The writer Russell Miller emphasizes this point. “This was an age, before radio, movies and television, when writers wielded huge social as well as literary influence, were quoted as authorities on a whole range of subjects, and were looked upon to provide a moral view of the world.”
(Many of the books I find were widely read when first published. Mildred Aldrich’s accounts of her life near the trenches were bestsellers in America; John Buchan’s novels were the ones soldiers carried with them in the trenches; Edgar Guest’s flag-and-motherhood poems appeared in most American newspapers and were read out loud at the supper table.)
And while a modern-day writer, op-editing on the latest war half a world away, will almost certainly not have a friend or relative involved in the fighting, nor gone anywhere near it him- or herself, many of these writers managed to find their way to Flanders to see for themselves what was going on. Many allowed themselves to be taken on well-organized, smoothly-run “trench tours,” with a little dollop of danger at the end to make it all seem authentic, but others served in the ambulance corps, worked as nurses, or cared for refugees.
And while jingoistic, bellicose writers like Doyle and Kipling may have influenced young boys to enlist, their own sons were killed in the war, so they can’t be accused of blatant hypocrisy. Other writers suffered personally as well. Conrad’s son was gassed; Katherine Mansfield’s brother was killed; Russell was thrown into prison; Shaw’s reputation was destroyed; James, nursing the wounded, died of a broken heart.
One more point to keep in mind when it comes to these books. The authors were working in 1914, when books as physical objects were at the peak of their influence and power, but by 1918 had begun their long slow d
ecline, to the point where, in our own day, books as objects have an increasingly tenuous existence, as covers, binding, flaps all disappear and words go electronic … and so it’s a miracle that books from a hundred years ago even survive at all, let alone the great insights that, if we search them out in old bookstores, still live within those nostalgically familiar cardboard covers.
It is not sufficiently recognized that 100 years after it officially ended, with the last surviving combatants all having died, the Great War is still very much a living memory. People continue to be impacted by its pain, though it’s muted now, buffered, but not yet erased. The usual simile is to a boulder being dropped into a still pond, with an explosion, then a wave, then a ripple—and more ripples, each one wider than the next, but softer, spreading a lot farther, if you study the pond carefully, than anyone would expect.
Havelock Ellis understood this as far back as 1916.

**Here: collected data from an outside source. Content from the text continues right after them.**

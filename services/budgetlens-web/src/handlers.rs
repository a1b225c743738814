//! Route handlers
//!
//! Each handler follows the same sequence: load the session, run the
//! gate, call the remote client if needed, summarize, render. Redirects
//! from the gate are ordinary values (`Gate::Redirect`), matched and
//! returned early. Form input is parsed into optional strings and
//! validated explicitly; a missing required field re-renders the form
//! with a 400, never a redirect.

use axum::extract::{Path, Query, State};
use axum::http::header::SET_COOKIE;
use axum::http::{HeaderMap, StatusCode, Uri};
use axum::response::{AppendHeaders, Html, IntoResponse, Redirect, Response};
use axum::Form;
use serde::Deserialize;

use budgetlens_analysis::summarize;
use budgetlens_session::{
    require_access_token, require_user, safe_redirect, Denial, Gate, Session,
};
use budgetlens_ynab::MonthRef;

use crate::error::AppError;
use crate::render;
use crate::state::AppState;

/// Query parameters carried by credential-collection forms
#[derive(Debug, Deserialize)]
pub struct RedirectQuery {
    #[serde(rename = "redirectTo")]
    redirect_to: Option<String>,
}

#[derive(Debug, Deserialize)]
pub struct LoginForm {
    email: Option<String>,
    remember: Option<String>,
    #[serde(rename = "redirectTo")]
    redirect_to: Option<String>,
}

#[derive(Debug, Deserialize)]
pub struct AccessTokenForm {
    #[serde(rename = "accessToken")]
    access_token: Option<String>,
    #[serde(rename = "redirectTo")]
    redirect_to: Option<String>,
}

#[derive(Debug, Deserialize)]
pub struct SelectBudgetForm {
    budget: Option<String>,
    #[serde(rename = "redirectTo")]
    redirect_to: Option<String>,
}

/// Turn a gate denial into a redirect response, clearing the session
/// cookie when the denial demands it.
fn deny(state: &AppState, denial: Denial) -> Response {
    let redirect = Redirect::to(&denial.location);
    if denial.clear_session {
        (
            AppendHeaders([(SET_COOKIE, state.sessions.destroy())]),
            redirect,
        )
            .into_response()
    } else {
        redirect.into_response()
    }
}

/// Commit a session mutation and redirect.
fn commit_and_redirect(
    state: &AppState,
    session: &Session,
    ttl: Option<std::time::Duration>,
    to: &str,
) -> Response {
    let cookie = state.sessions.commit(session, ttl);
    (AppendHeaders([(SET_COOKIE, cookie)]), Redirect::to(to)).into_response()
}

/// A required form field: present and non-blank after trimming.
fn require_field(value: Option<String>) -> Option<String> {
    value.filter(|v| !v.trim().is_empty())
}

/// GET / - session status and entry points
pub async fn home(State(state): State<AppState>, headers: HeaderMap) -> Html<String> {
    let session = state.sessions.load(&headers);
    let user = match &session.user_id {
        Some(id) => state.users.user_by_id(id).await,
        None => None,
    };
    Html(render::home_page(
        user.as_ref().map(|u| u.email.as_str()),
        session.access_token.is_some(),
        session.budget_id.as_deref(),
    ))
}

/// GET /login
pub async fn login_form(Query(query): Query<RedirectQuery>) -> Html<String> {
    Html(render::login_page(query.redirect_to.as_deref(), None))
}

/// POST /login
pub async fn login_submit(
    State(state): State<AppState>,
    headers: HeaderMap,
    Form(form): Form<LoginForm>,
) -> Response {
    let redirect_to = form.redirect_to.as_deref();
    let Some(email) = require_field(form.email) else {
        let body = render::login_page(redirect_to, Some("Please enter an email address"));
        return (StatusCode::BAD_REQUEST, Html(body)).into_response();
    };

    let Some(user) = state.users.user_by_email(email.trim()).await else {
        let body = render::login_page(redirect_to, Some("No account found for that email"));
        return (StatusCode::BAD_REQUEST, Html(body)).into_response();
    };

    let session = state.sessions.load(&headers).with_user_id(user.id);
    let ttl = form
        .remember
        .is_some()
        .then(|| state.sessions.remember_ttl());
    let to = safe_redirect(redirect_to, "/");
    commit_and_redirect(&state, &session, ttl, &to)
}

/// POST /logout - destroy the session and go home
pub async fn logout(State(state): State<AppState>) -> Response {
    tracing::debug!("destroying session");
    (
        AppendHeaders([(SET_COOKIE, state.sessions.destroy())]),
        Redirect::to("/"),
    )
        .into_response()
}

/// GET /accessToken
pub async fn access_token_form(Query(query): Query<RedirectQuery>) -> Html<String> {
    Html(render::access_token_page(query.redirect_to.as_deref(), None))
}

/// POST /accessToken
pub async fn access_token_submit(
    State(state): State<AppState>,
    headers: HeaderMap,
    Form(form): Form<AccessTokenForm>,
) -> Response {
    let redirect_to = form.redirect_to.as_deref();
    let Some(token) = require_field(form.access_token) else {
        let body = render::access_token_page(redirect_to, Some("Please enter an access token"));
        return (StatusCode::BAD_REQUEST, Html(body)).into_response();
    };

    let session = state.sessions.load(&headers).with_access_token(token);
    let to = safe_redirect(redirect_to, "/analysis");
    commit_and_redirect(&state, &session, Some(state.sessions.remember_ttl()), &to)
}

/// GET /analysis - budget picker
pub async fn budget_picker(
    State(state): State<AppState>,
    uri: Uri,
    headers: HeaderMap,
) -> Result<Response, AppError> {
    let session = state.sessions.load(&headers);
    let token = match require_access_token(&session, uri.path()) {
        Gate::Proceed(token) => token,
        Gate::Redirect(denial) => return Ok(deny(&state, denial)),
    };

    let budgets = state.client.list_budgets(&token).await?;
    Ok(Html(render::budget_picker_page(&budgets, None)).into_response())
}

/// POST /analysis - select a budget
pub async fn select_budget(
    State(state): State<AppState>,
    headers: HeaderMap,
    Form(form): Form<SelectBudgetForm>,
) -> Response {
    let Some(budget_id) = require_field(form.budget) else {
        let body = render::budget_picker_page(&[], Some("Budget id must be specified"));
        return (StatusCode::BAD_REQUEST, Html(body)).into_response();
    };

    let session = state.sessions.load(&headers).with_budget_id(budget_id.as_str());
    let default = format!("/analysis/{budget_id}");
    let to = safe_redirect(form.redirect_to.as_deref(), &default);
    commit_and_redirect(&state, &session, Some(state.sessions.remember_ttl()), &to)
}

/// GET /analysis/:budgetId - no month segment means the current month
pub async fn budget_home(
    State(state): State<AppState>,
    Path(budget_id): Path<String>,
    uri: Uri,
    headers: HeaderMap,
) -> Response {
    let session = state.sessions.load(&headers);
    match require_access_token(&session, uri.path()) {
        Gate::Proceed(_) => Redirect::to(&format!("/analysis/{budget_id}/current")).into_response(),
        Gate::Redirect(denial) => deny(&state, denial),
    }
}

/// GET /analysis/:budgetId/:month - month summary table
pub async fn month_view(
    State(state): State<AppState>,
    Path((budget_id, month)): Path<(String, String)>,
    uri: Uri,
    headers: HeaderMap,
) -> Result<Response, AppError> {
    let session = state.sessions.load(&headers);
    let token = match require_access_token(&session, uri.path()) {
        Gate::Proceed(token) => token,
        Gate::Redirect(denial) => return Ok(deny(&state, denial)),
    };

    let month_ref = MonthRef::parse(&month)?;
    let detail = state
        .client
        .month_detail(&token, &budget_id, &month_ref)
        .await?;
    let rows = summarize(&detail.categories);
    Ok(Html(render::month_page(&budget_id, &month, &detail, &rows)).into_response())
}

/// GET /profile - identity first, then token
pub async fn profile(
    State(state): State<AppState>,
    uri: Uri,
    headers: HeaderMap,
) -> Response {
    let session = state.sessions.load(&headers);

    let user = match require_user(&session, uri.path(), state.users.as_ref()).await {
        Gate::Proceed(user) => user,
        Gate::Redirect(denial) => return deny(&state, denial),
    };
    let token = match require_access_token(&session, uri.path()) {
        Gate::Proceed(token) => token,
        Gate::Redirect(denial) => return deny(&state, denial),
    };

    Html(render::profile_page(
        &user,
        session.budget_id.as_deref(),
        &token,
    ))
    .into_response()
}
//! Category analysis for BudgetLens
//!
//! Pure transforms from raw budget records to display-ready summaries.
//! All amounts are signed milliunits (1/1000 of the currency unit), the
//! wire format used by the remote budgeting API. No I/O happens here;
//! every function is a total, stateless mapping recomputed per request.

use serde::{Deserialize, Serialize};

/// A raw category record as returned by the remote budgeting API.
///
/// The remote payload carries more fields than these; unknown fields are
/// ignored during deserialization.
#[derive(Debug, Clone, PartialEq, Eq, Serialize, Deserialize)]
pub struct Category {
    /// Category id, unique within a budget
    pub id: String,
    /// Display name
    pub name: String,
    /// Amount budgeted for the month, in milliunits
    pub budgeted: i64,
    /// Activity (outflows negative) for the month, in milliunits
    pub activity: i64,
    /// Remaining balance for the month, in milliunits
    pub balance: i64,
}

/// Display-ready summary of one category for one month.
///
/// Derived 1:1 from a [`Category`]; never mutated after creation.
#[derive(Debug, Clone, PartialEq, Eq, Serialize, Deserialize)]
pub struct CategorySummary {
    /// Id of the source category
    pub category_id: String,
    /// Display name
    pub name: String,
    /// Budgeted amount, milliunits
    pub budgeted: i64,
    /// Assigned amount: activity + balance, milliunits
    pub assigned: i64,
    /// Actual spend: equal to activity, milliunits
    pub actual: i64,
}

impl CategorySummary {
    fn from_category(category: &Category) -> Self {
        Self {
            category_id: category.id.clone(),
            name: category.name.clone(),
            budgeted: category.budgeted,
            assigned: category.activity + category.balance,
            actual: category.activity,
        }
    }
}

/// Summarize a month's category list.
///
/// Order-preserving and total: every input category produces exactly one
/// summary, nothing is filtered.
pub fn summarize(categories: &[Category]) -> Vec<CategorySummary> {
    categories.iter().map(CategorySummary::from_category).collect()
}

/// Format a milliunit amount as a plain decimal string with two places.
///
/// `-12500` renders as `-12.50`. Rounds toward zero on sub-cent residue,
/// matching how the remote API's own web UI truncates display amounts.
pub fn format_milliunits(amount: i64) -> String {
    let sign = if amount < 0 { "-" } else { "" };
    let abs = amount.unsigned_abs();
    let units = abs / 1000;
    let cents = (abs % 1000) / 10;
    format!("{sign}{units}.{cents:02}")
}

“All these bald estimates of the number of direct victims to war give no clue to the moral and material damage done by the sudden destruction of so large a proportion of the young manhood of the world, the ever widening circles of anguish and misery and destitution which every fatal bullet imposes on humanity, for it is probably true that for every ten million soldiers who fall on the field, fifty million other persons at home are plunged into grief or poverty or some form of life-diminishing trouble.”
This is well said—and Ellis could have multiplied his fifty million by a factor of ten if he drew his “ever widening circles” out across the next century.
A few examples.
After writing a novel set in Flanders in 1918, I was interviewed on public radio. The host of the program, a man named John, asked me why I had mentioned, just in passing, the “Bois de Fere” as the place where a minor character’s husband has been killed.